Thinking about it more, though, I side with Neyman over Fisher, because the interesting problem for me is not testing the null hypothesis, which in nontrivial problems can never be true anyway, but in estimation. And in estimation I am intersted in an average effect, not an effect that is identical across all people. I could imagine a model in which the variance of the treatment effect is proportional to its mean—this would bridge between the Neyman and Fisher ideas—but this is not a model that anyone ever fits.

So, just to say it again: if it’s a pure null hypothesis, sure, go with Fisher. But if you’re inverting a family of hypothesis tests to get a confidence interval (something which I’d almost never want to do, but let’s go with this, since that’s the common application of these ideas), I’d go with Neyman, as it omits the implausible requirement that the treatment effect be exactly identical on all items.

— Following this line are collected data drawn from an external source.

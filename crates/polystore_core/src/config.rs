use crate::error::{Result, StoreError};
use indexmap::IndexMap;
use serde::{Deserialize, Serialize};
use std::time::Duration;

/// Driver-specific connection options as an opaque map.
///
/// The core never interprets these; each driver documents the keys it reads
/// (`url`, `namespace`, `database`, ...). Callers can populate the map from
/// environment variables or files outside the core.
#[derive(Debug, Clone, Default, Serialize, Deserialize)]
pub struct ConnectionConfig {
    pub options: IndexMap<String, String>,
}

impl ConnectionConfig {
    pub fn new() -> Self {
        Self::default()
    }

    pub fn with(mut self, key: impl Into<String>, value: impl Into<String>) -> Self {
        self.options.insert(key.into(), value.into());
        self
    }

    pub fn get(&self, key: &str) -> Option<&str> {
        self.options.get(key).map(String::as_str)
    }

    pub fn get_or<'a>(&'a self, key: &str, default: &'a str) -> &'a str {
        self.get(key).unwrap_or(default)
    }

    /// Fetch a required option, failing with a schema-level error naming the
    /// missing key.
    pub fn require(&self, key: &str) -> Result<&str> {
        self.get(key)
            .ok_or_else(|| StoreError::schema(format!("missing connection option '{key}'")))
    }
}

/// Caller-level retry policy for idempotent operations.
///
/// Delay grows as `base_delay * backoff_factor^attempt`, capped at
/// `max_delay`. The pool itself never retries user operations.
#[derive(Debug, Clone, Serialize, Deserialize)]
pub struct RetryConfig {
    pub attempts: u32,
    #[serde(with = "duration_millis")]
    pub base_delay: Duration,
    pub backoff_factor: f64,
    #[serde(with = "duration_millis")]
    pub max_delay: Duration,
}

impl Default for RetryConfig {
    fn default() -> Self {
        Self {
            attempts: 3,
            base_delay: Duration::from_millis(100),
            backoff_factor: 2.0,
            max_delay: Duration::from_secs(5),
        }
    }
}

impl RetryConfig {
    /// Backoff delay before the given retry attempt (0-based).
    pub fn delay_for(&self, attempt: u32) -> Duration {
        let factor = self.backoff_factor.powi(attempt as i32);
        let delay = self.base_delay.mul_f64(factor.max(0.0));
        delay.min(self.max_delay)
    }
}

/// Connection-pool sizing and timing.
#[derive(Debug, Clone, Serialize, Deserialize)]
pub struct PoolConfig {
    pub min: usize,
    pub max: usize,
    #[serde(with = "duration_millis")]
    pub idle_timeout: Duration,
    #[serde(with = "duration_millis")]
    pub acquire_timeout: Duration,
    #[serde(with = "duration_millis")]
    pub health_check_interval: Duration,
    pub retry: RetryConfig,
}

impl Default for PoolConfig {
    fn default() -> Self {
        Self {
            min: 1,
            max: 10,
            idle_timeout: Duration::from_secs(300),
            acquire_timeout: Duration::from_secs(30),
            health_check_interval: Duration::from_secs(60),
            retry: RetryConfig::default(),
        }
    }
}

impl PoolConfig {
    /// Small pool for tests and examples.
    pub fn small() -> Self {
        Self {
            min: 1,
            max: 3,
            ..Self::default()
        }
    }
}

mod duration_millis {
    use serde::{Deserialize, Deserializer, Serializer};
    use std::time::Duration;

    pub fn serialize<S: Serializer>(value: &Duration, serializer: S) -> Result<S::Ok, S::Error> {
        serializer.serialize_u64(value.as_millis() as u64)
    }

    pub fn deserialize<'de, D: Deserializer<'de>>(deserializer: D) -> Result<Duration, D::Error> {
        let millis = u64::deserialize(deserializer)?;
        Ok(Duration::from_millis(millis))
    }
}

#[cfg(test)]
mod tests {
    use super::*;

    #[test]
    fn retry_backoff_is_capped() {
        let retry = RetryConfig {
            attempts: 5,
            base_delay: Duration::from_millis(100),
            backoff_factor: 10.0,
            max_delay: Duration::from_secs(1),
        };

        assert_eq!(retry.delay_for(0), Duration::from_millis(100));
        assert_eq!(retry.delay_for(1), Duration::from_secs(1));
        assert_eq!(retry.delay_for(4), Duration::from_secs(1));
    }

    #[test]
    fn connection_config_requires_named_options() {
        let config = ConnectionConfig::new().with("url", "ws://localhost:8000");
        assert_eq!(config.require("url").unwrap(), "ws://localhost:8000");
        assert!(config.require("namespace").is_err());
        assert_eq!(config.get_or("database", "test"), "test");
    }

    #[test]
    fn pool_config_serde_round_trip() {
        let config = PoolConfig::default();
        let json = serde_json::to_string(&config).unwrap();
        let back: PoolConfig = serde_json::from_str(&json).unwrap();
        assert_eq!(back.max, config.max);
        assert_eq!(back.idle_timeout, config.idle_timeout);
    }
}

56 thoughts on “In which I side with Neyman over Fisher

  1. Even when testing, Neyman’s hypothesis could be seen as sensible. At least one-sided testing: is a new treatment better than an established old one?
    Assuming that both treatments do something and are reasonably different, it makes a lot of sense to believe that one is better for one patient and another is better for another patient. Now Senn is right that one wouldn’t believe that on average both are exactly the same, but still the question whether there is evidence that one is better than the other could be legitimately be translated as whether there is one-sided evidence against the null that both are on average the same (as borderline case of the other treatment being better on average).

      • Another pragmatic reason for taking the Neyman approach in testing; the overwhelming bulk of the information about deviations from Fisher’s null may be given by the signal for the Neyman-esque average effect – particularly when the effects are roughly the same size and direction. You won’t get full efficiency, in general, but for analyses with some degree of robustness it’s a good place to start.

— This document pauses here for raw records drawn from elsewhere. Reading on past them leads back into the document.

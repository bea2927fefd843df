//! Shared schema and row fixtures.

use polystore_core::chrono::{TimeZone, Utc};
use polystore_core::{Field, Row, Schema, TableIndex, Value, bigdecimal::BigDecimal};
use std::str::FromStr;
use std::sync::Arc;

/// A user class bound to the document/graph backend.
pub fn user_schema(backend: &str) -> Arc<Schema> {
    Schema::builder("User")
        .collection("user")
        .backend(backend)
        .field(Field::text("username").required())
        .field(Field::text("email").required())
        .field(Field::integer("age").min_value(0.0))
        .field(Field::boolean("is_active").default_fn(|| Value::Bool(true)))
        .table_index(TableIndex::on(["username"]).unique())
        .build()
        .expect("fixture schema builds")
}

/// The sales class used by the materialized-view scenarios.
pub fn sales_schema(backend: &str) -> Arc<Schema> {
    Schema::builder("SalesData")
        .collection("sales_data")
        .backend(backend)
        .engine("MergeTree")
        .order_by(["date_collected", "seller_name"])
        .field(Field::text("product_sku").required())
        .field(Field::low_cardinality("seller_name").required())
        .field(Field::low_cardinality("marketplace").required())
        .field(Field::timestamp("date_collected").required())
        .field(Field::decimal("offer_price").required())
        .field(Field::integer("quantity").default_fn(|| Value::Int(1)))
        .field(Field::boolean("is_buybox_winner").default_fn(|| Value::Bool(false)))
        .build()
        .expect("fixture schema builds")
}

fn sale(
    sku: &str,
    seller: &str,
    marketplace: &str,
    day: u32,
    price: &str,
    quantity: i64,
) -> Row {
    let mut row = Row::new();
    row.insert("product_sku".into(), Value::Text(sku.into()));
    row.insert("seller_name".into(), Value::Text(seller.into()));
    row.insert("marketplace".into(), Value::Text(marketplace.into()));
    row.insert(
        "date_collected".into(),
        Value::DateTime(Utc.with_ymd_and_hms(2024, 5, day, 12, 0, 0).unwrap()),
    );
    row.insert(
        "offer_price".into(),
        Value::Decimal(BigDecimal::from_str(price).expect("fixture decimal parses")),
    );
    row.insert("quantity".into(), Value::Int(quantity));
    row
}

/// Six sales across two days, three products, four sellers.
pub fn sales_rows() -> Vec<Row> {
    vec![
        sale("SKU-1", "acme", "Amazon", 1, "19.99", 1),
        sale("SKU-1", "globex", "Amazon", 1, "18.50", 2),
        sale("SKU-2", "acme", "Walmart", 1, "99.00", 1),
        sale("SKU-2", "initech", "Amazon", 2, "97.25", 1),
        sale("SKU-3", "umbrella", "eBay", 2, "5.49", 10),
        sale("SKU-3", "acme", "eBay", 2, "5.99", 3),
    ]
}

  2. As an attempt to amplify Christian’s point, in abstract mathematical reasoning, once it is pointed out the A cannot be equal to B it is wrong to represent A with B.

    In purposeful (sensible) empirical reasoning (modelling) the pointing out that the model representing treatment effects can only be wrong (as Fisher/Senn does) does not rule it out for representing treatment effects, as we know all models are wrong (as representations of empirical objects) and we must choose among wrong ones anyway.

  3. Is variance in outcome proportional to outcome really that rare? If you fit a line through log transformed data with least squares, isn’t that what you’re doing? I’d have to think about whether you’re assuming variance or standard deviation proportional to outcome. those darned square roots. I like to think in terms of standard deviations in all cases, they are on the same scale as the data.

    • Daniel:

      Log scale is fine but that’s a slightly different issue. For example, suppose you have data you wouldn’t log (for example, test scores), and then you are considering a treatment effect that might be positive. So you could model the sd of treatment effects as being proportional to the average effect. Such a model could well be a good idea but it’s not standard practice.

  4. Given the variation in humans, wouldn’t it also be reasonable to expect that there is a drug*subject interaction present? There could be sub-populations where the effect was negative and some where it was positive, but overall we might see no effect.

    When considering the efficacy of many drugs, my prior would be that we would see a different effect in men than in women. That brings up the issue that a number of drugs were tested in men only and then assumed to work in women.

  5. The finite variance null (zero mean, finite variance) is a more flexible model (than the zero mean, zero variance), so in some sense it is much more “conservative”.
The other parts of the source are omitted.